-- What is expected --
For the data that follows, report how many lines contain the word "entry", and nothing else.

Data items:
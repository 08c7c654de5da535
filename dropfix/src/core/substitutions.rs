//! Ordered literal substitutions for legacy mis-encoded log prefixes.
//!
//! The legacy service logged with emoji prefixes that survived an encoding
//! round-trip as `?` runs. Each entry rewrites one mangled prefix to its
//! normalized `[dropbox]` form, in the order the prefixes appear in the
//! legacy file.

use serde::Serialize;

/// One literal find/replace pair.
#[derive(Debug, Clone, Copy)]
pub struct Substitution {
    pub from: &'static str,
    pub to: &'static str,
}

/// Legacy log prefixes, in the order the original file introduced them.
pub const LOG_PREFIX_FIXES: &[Substitution] = &[
    Substitution {
        from: "?? Starting Dropbox file upload:",
        to: "[dropbox] Starting Dropbox file upload:",
    },
    Substitution {
        from: "?? Attempting Dropbox upload via:",
        to: "[dropbox] Attempting Dropbox upload via:",
    },
    Substitution {
        from: "?? Dropbox upload successful:",
        to: "[dropbox] Dropbox upload successful:",
    },
    Substitution {
        from: "? Dropbox upload failed:",
        to: "[dropbox] upload failed:",
    },
    Substitution {
        from: "? Dropbox upload error:",
        to: "[dropbox] upload error:",
    },
    Substitution {
        from: "? Dropbox response missing URL:",
        to: "[dropbox] response missing URL:",
    },
    Substitution {
        from: "? Dropbox share link creation failed:",
        to: "[dropbox] share link creation failed:",
    },
    Substitution {
        from: "?? Shareable link created:",
        to: "[dropbox] shareable link created:",
    },
    Substitution {
        from: "?? Attempting client-side Dropbox upload...",
        to: "[dropbox] Attempting client-side Dropbox upload...",
    },
    Substitution {
        from: "?? File uploaded to Dropbox:",
        to: "[dropbox] File uploaded to Dropbox:",
    },
];

/// Occurrence count for one applied substitution.
#[derive(Debug, Clone, PartialEq, Eq, Serialize)]
pub struct SubstitutionHit {
    pub from: String,
    pub to: String,
    pub count: usize,
}

/// Apply `subs` in order, returning the rewritten text and per-entry hits.
///
/// Entries with zero occurrences still appear in the hit list with
/// `count == 0` so reports stay positionally stable. Literal replacement
/// rewrites every occurrence, so a second pass over the output is a no-op.
pub fn apply_substitutions(text: &str, subs: &[Substitution]) -> (String, Vec<SubstitutionHit>) {
    let mut out = text.to_string();
    let mut hits = Vec::with_capacity(subs.len());
    for sub in subs {
        let count = out.matches(sub.from).count();
        if count > 0 {
            out = out.replace(sub.from, sub.to);
        }
        hits.push(SubstitutionHit {
            from: sub.from.to_string(),
            to: sub.to.to_string(),
            count,
        });
    }
    (out, hits)
}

-- Reply --
2